*** Records

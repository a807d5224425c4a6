pub mod cache;
pub mod source;
use crate::domain::entities::field::{ColumnInfo, ColumnRef, TypeKind};
use crate::domain::entities::filter::FullTextSearch;
use crate::domain::entities::predicate::{CompareOp, Predicate};
use crate::infra::sql::dialect::escape_like;

/// Builds the predicate for a scalar filter value, or `None` when the value
/// must be ignored (blank, not a legal enum member, not a number for a
/// numeric column).
pub fn scalar_condition(column: &ColumnRef, info: &ColumnInfo, raw: &str) -> Option<Predicate> {
    let raw = raw.trim();
    if raw.is_empty() {
        return None;
    }

    match info.kind {
        TypeKind::Enum => {
            let member = allowed_member(info, raw)?;
            Some(Predicate::Compare {
                column: column.clone(),
                op: CompareOp::Eq,
                value: member,
            })
        }
        TypeKind::Set => {
            let member = allowed_member(info, raw)?;
            Some(Predicate::SetContains {
                column: column.clone(),
                member,
            })
        }
        _ => {
            let (op, operand) = CompareOp::split_prefix(raw);
            if operand.is_empty() {
                return None;
            }

            if op == CompareOp::Eq && operand.contains('*') {
                let pattern = operand
                    .split('*')
                    .map(escape_like)
                    .collect::<Vec<_>>()
                    .join("%");
                return Some(Predicate::Like {
                    column: column.clone(),
                    pattern,
                });
            }

            if info.kind.is_numeric() && !operand.parse::<f64>().is_ok_and(f64::is_finite) {
                return None;
            }

            Some(Predicate::Compare {
                column: column.clone(),
                op,
                value: operand.to_string(),
            })
        }
    }
}

/// Matches `raw` against the declared members, exactly first, then ignoring case.
fn allowed_member(info: &ColumnInfo, raw: &str) -> Option<String> {
    info.allowed_values
        .iter()
        .find(|member| member.as_str() == raw)
        .or_else(|| {
            info.allowed_values
                .iter()
                .find(|member| member.eq_ignore_ascii_case(raw))
        })
        .cloned()
}

/// Full-text predicate over already-resolved index columns.
pub fn full_text_condition(columns: Vec<ColumnRef>, search: &FullTextSearch) -> Option<Predicate> {
    let has_word = search
        .term
        .split_whitespace()
        .any(|word| word.chars().any(char::is_alphanumeric));
    if columns.is_empty() || !has_word {
        return None;
    }

    Some(Predicate::FullText {
        columns,
        term: search.term.trim().to_string(),
        mode: search.mode,
    })
}

#[cfg(test)]
mod tests {
    use super::*;
    use crate::domain::entities::filter::FullTextMode;

    fn column_info(kind: TypeKind, allowed: &[&str]) -> ColumnInfo {
        ColumnInfo {
            name: "status".to_string(),
            declared_type: kind.as_str().to_string(),
            kind,
            not_null: false,
            pk_position: 0,
            allowed_values: allowed.iter().map(|value| value.to_string()).collect(),
        }
    }

    fn status() -> ColumnRef {
        ColumnRef::new("t", "status")
    }

    #[test]
    fn blank_value_builds_nothing() {
        let info = column_info(TypeKind::Varchar, &[]);
        assert_eq!(scalar_condition(&status(), &info, "  "), None);
        assert_eq!(scalar_condition(&status(), &info, ">="), None);
    }

    #[test]
    fn text_value_builds_equality() {
        let info = column_info(TypeKind::Varchar, &[]);
        assert_eq!(
            scalar_condition(&status(), &info, "active"),
            Some(Predicate::Compare {
                column: status(),
                op: CompareOp::Eq,
                value: "active".to_string(),
            })
        );
    }

    #[test]
    fn wildcard_switches_to_pattern_match() {
        let info = column_info(TypeKind::Text, &[]);
        assert_eq!(
            scalar_condition(&status(), &info, "ac*_ve*"),
            Some(Predicate::Like {
                column: status(),
                pattern: "ac%\\_ve%".to_string(),
            })
        );
    }

    #[test]
    fn enum_value_outside_declared_members_is_dropped() {
        let info = column_info(TypeKind::Enum, &["Yes", "No"]);
        assert_eq!(scalar_condition(&status(), &info, "Maybe"), None);
        assert_eq!(
            scalar_condition(&status(), &info, "yes"),
            Some(Predicate::Compare {
                column: status(),
                op: CompareOp::Eq,
                value: "Yes".to_string(),
            })
        );
    }

    #[test]
    fn set_member_builds_membership_predicate() {
        let info = column_info(TypeKind::Set, &["red", "green"]);
        assert_eq!(
            scalar_condition(&status(), &info, "green"),
            Some(Predicate::SetContains {
                column: status(),
                member: "green".to_string(),
            })
        );
        assert_eq!(scalar_condition(&status(), &info, "blue"), None);
    }

    #[test]
    fn numeric_column_rejects_non_numbers() {
        let info = column_info(TypeKind::Int, &[]);
        assert_eq!(scalar_condition(&status(), &info, "ten"), None);
        for non_finite in ["inf", "-infinity", "NaN", "> inf"] {
            assert_eq!(scalar_condition(&status(), &info, non_finite), None, "{non_finite}");
        }
        assert_eq!(
            scalar_condition(&status(), &info, ">= 10"),
            Some(Predicate::Compare {
                column: status(),
                op: CompareOp::Ge,
                value: "10".to_string(),
            })
        );
    }

    #[test]
    fn full_text_needs_a_word() {
        let search = FullTextSearch::new("  + - ", FullTextMode::Boolean);
        assert_eq!(full_text_condition(vec![status()], &search), None);

        let search = FullTextSearch::new(" +lisbon ", FullTextMode::Boolean);
        assert_eq!(
            full_text_condition(vec![status()], &search),
            Some(Predicate::FullText {
                columns: vec![status()],
                term: "+lisbon".to_string(),
                mode: FullTextMode::Boolean,
            })
        );
    }
}
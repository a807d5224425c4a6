use std::fmt;
use std::str::FromStr;

#[derive(Debug, Clone, Copy, PartialEq, Eq, Hash, Default)]
pub enum SortDirection {
    #[default]
    Asc,
    Desc,
}

impl SortDirection {
    pub fn as_sql(&self) -> &'static str {
        match self {
            SortDirection::Asc => "ASC",
            SortDirection::Desc => "DESC",
        }
    }
}

impl FromStr for SortDirection {
    type Err = String;

    /// Accepts `ASC`/`DESC` in any case with surrounding whitespace.
    fn from_str(value: &str) -> Result<Self, Self::Err> {
        let trimmed = value.trim();
        if trimmed.eq_ignore_ascii_case("asc") {
            Ok(SortDirection::Asc)
        } else if trimmed.eq_ignore_ascii_case("desc") {
            Ok(SortDirection::Desc)
        } else {
            Err(format!("invalid sort direction: {trimmed:?}"))
        }
    }
}

impl fmt::Display for SortDirection {
    fn fmt(&self, f: &mut fmt::Formatter<'_>) -> fmt::Result {
        f.write_str(self.as_sql())
    }
}

#[derive(Debug, Clone, PartialEq, Eq, Hash)]
pub struct OrderBy {
    pub field: String,
    pub direction: SortDirection,
}

impl OrderBy {
    pub fn new(field: impl Into<String>, direction: SortDirection) -> Self {
        Self {
            field: field.into(),
            direction,
        }
    }

    pub fn asc(field: impl Into<String>) -> Self {
        Self::new(field, SortDirection::Asc)
    }

    pub fn desc(field: impl Into<String>) -> Self {
        Self::new(field, SortDirection::Desc)
    }
}

#[cfg(test)]
mod tests {
    use super::*;

    #[test]
    fn direction_parsing_ignores_padding_and_case() {
        assert_eq!(" DESC".parse(), Ok(SortDirection::Desc));
        assert_eq!("asc".parse(), Ok(SortDirection::Asc));
        assert!("sideways".parse::<SortDirection>().is_err());
    }
}
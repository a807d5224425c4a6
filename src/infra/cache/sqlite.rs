use std::path::Path;
use std::sync::{Mutex, MutexGuard};

use anyhow::{Context, Result};
use chrono::{DateTime, Utc};
use rusqlite::{params, Connection, OptionalExtension};

use crate::config::default_cache_path;
use crate::infra::sqlite::schema::open_connection;
use crate::usecase::ports::cache::{CacheError, CountCache};

/// Count cache persisted in its own SQLite database.
pub struct SqliteCountCache {
    conn: Mutex<Connection>,
}

impl SqliteCountCache {
    pub fn open(path: &Path) -> Result<Self> {
        if let Some(parent) = path.parent() {
            std::fs::create_dir_all(parent)
                .with_context(|| format!("failed to create parent dir: {}", parent.display()))?;
        }
        Self::from_connection(open_connection(path)?)
    }

    pub fn open_in_memory() -> Result<Self> {
        let conn = Connection::open_in_memory().context("failed to open in-memory cache")?;
        Self::from_connection(conn)
    }

    /// Opens the cache at [`default_cache_path`].
    pub fn open_default() -> Result<Self> {
        Self::open(&default_cache_path()?)
    }

    fn from_connection(conn: Connection) -> Result<Self> {
        conn.execute_batch(
            "
            CREATE TABLE IF NOT EXISTS grid_count (
                key        TEXT PRIMARY KEY,
                total      INTEGER NOT NULL,
                stored_at  INTEGER NOT NULL
            );
            ",
        )
        .context("failed to initialize count cache schema")?;

        Ok(Self {
            conn: Mutex::new(conn),
        })
    }

    fn conn(&self) -> Result<MutexGuard<'_, Connection>, CacheError> {
        self.conn
            .lock()
            .map_err(|_| CacheError::Unavailable("cache connection lock poisoned".to_string()))
    }

    /// When the count under `key` was last written.
    pub fn stored_at(&self, key: &str) -> Result<Option<DateTime<Utc>>, CacheError> {
        let seconds = self
            .conn()?
            .query_row(
                "SELECT stored_at FROM grid_count WHERE key = ?1",
                [key],
                |row| row.get::<_, i64>(0),
            )
            .optional()
            .map_err(|err| CacheError::Unavailable(err.to_string()))?;

        match seconds {
            Some(seconds) => DateTime::from_timestamp(seconds, 0)
                .map(Some)
                .ok_or_else(|| CacheError::Corrupt {
                    key: key.to_string(),
                    message: format!("invalid timestamp {seconds}"),
                }),
            None => Ok(None),
        }
    }

    pub fn len(&self) -> Result<usize, CacheError> {
        self.conn()?
            .query_row("SELECT COUNT(*) FROM grid_count", [], |row| row.get::<_, i64>(0))
            .map(|count| count as usize)
            .map_err(|err| CacheError::Unavailable(err.to_string()))
    }

    pub fn is_empty(&self) -> Result<bool, CacheError> {
        self.len().map(|len| len == 0)
    }

    pub fn clear(&self) -> Result<(), CacheError> {
        self.conn()?
            .execute("DELETE FROM grid_count", [])
            .map(|_| ())
            .map_err(|err| CacheError::Unavailable(err.to_string()))
    }
}

impl CountCache for SqliteCountCache {
    fn load(&self, key: &str) -> Result<Option<u64>, CacheError> {
        let total = self
            .conn()?
            .query_row(
                "SELECT total FROM grid_count WHERE key = ?1",
                [key],
                |row| row.get::<_, i64>(0),
            )
            .optional()
            .map_err(|err| CacheError::Unavailable(err.to_string()))?;

        match total {
            Some(total) => u64::try_from(total)
                .map(Some)
                .map_err(|_| CacheError::Corrupt {
                    key: key.to_string(),
                    message: format!("negative count {total}"),
                }),
            None => Ok(None),
        }
    }

    fn store(&self, key: &str, total: u64) -> Result<(), CacheError> {
        let total = i64::try_from(total).map_err(|_| CacheError::Corrupt {
            key: key.to_string(),
            message: format!("count {total} does not fit in INTEGER"),
        })?;

        self.conn()?
            .execute(
                "INSERT INTO grid_count(key, total, stored_at)
                 VALUES (?1, ?2, ?3)
                 ON CONFLICT(key) DO UPDATE SET
                    total = excluded.total,
                    stored_at = excluded.stored_at",
                params![key, total, Utc::now().timestamp()],
            )
            .map(|_| ())
            .map_err(|err| CacheError::Unavailable(err.to_string()))
    }
}
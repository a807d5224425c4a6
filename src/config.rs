use std::path::PathBuf;

use anyhow::{anyhow, Result};
use directories::ProjectDirs;

pub const DEFAULT_CACHE_KEY_PREFIX: &str = "grid-count:";
pub const DEFAULT_MASS_ACTION_SEPARATOR: &str = "-";

#[derive(Debug, Clone, PartialEq, Eq)]
pub struct GridConfig {
    /// Initial page size of a new source; `None` starts unbounded.
    pub page_size: Option<u64>,
    pub cache_key_prefix: String,
    pub mass_action_separator: String,
}

impl Default for GridConfig {
    fn default() -> Self {
        Self {
            page_size: None,
            cache_key_prefix: DEFAULT_CACHE_KEY_PREFIX.to_string(),
            mass_action_separator: DEFAULT_MASS_ACTION_SEPARATOR.to_string(),
        }
    }
}

impl GridConfig {
    pub fn new() -> Self {
        Self::default()
    }

    pub fn with_page_size(mut self, page_size: u64) -> Self {
        self.page_size = Some(page_size);
        self
    }

    pub fn with_cache_key_prefix(mut self, prefix: impl Into<String>) -> Self {
        self.cache_key_prefix = prefix.into();
        self
    }

    pub fn with_mass_action_separator(mut self, separator: impl Into<String>) -> Self {
        self.mass_action_separator = separator.into();
        self
    }
}

/// Location of the persistent count cache in the user's local data directory.
pub fn default_cache_path() -> Result<PathBuf> {
    let project_dirs = ProjectDirs::from("com", "gridsource", "grid-source")
        .ok_or_else(|| anyhow!("unable to resolve data directory"))?;
    Ok(project_dirs.data_local_dir().join("counts.sqlite"))
}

******

Reproduce each line of the records in which the word "FullTextSearch" appears.

# Reply:
use crate::domain::entities::filter::FullTextSearch;
pub fn full_text_condition(columns: Vec<ColumnRef>, search: &FullTextSearch) -> Option<Predicate> {
        let search = FullTextSearch::new("  + - ", FullTextMode::Boolean);
        let search = FullTextSearch::new(" +lisbon ", FullTextMode::Boolean);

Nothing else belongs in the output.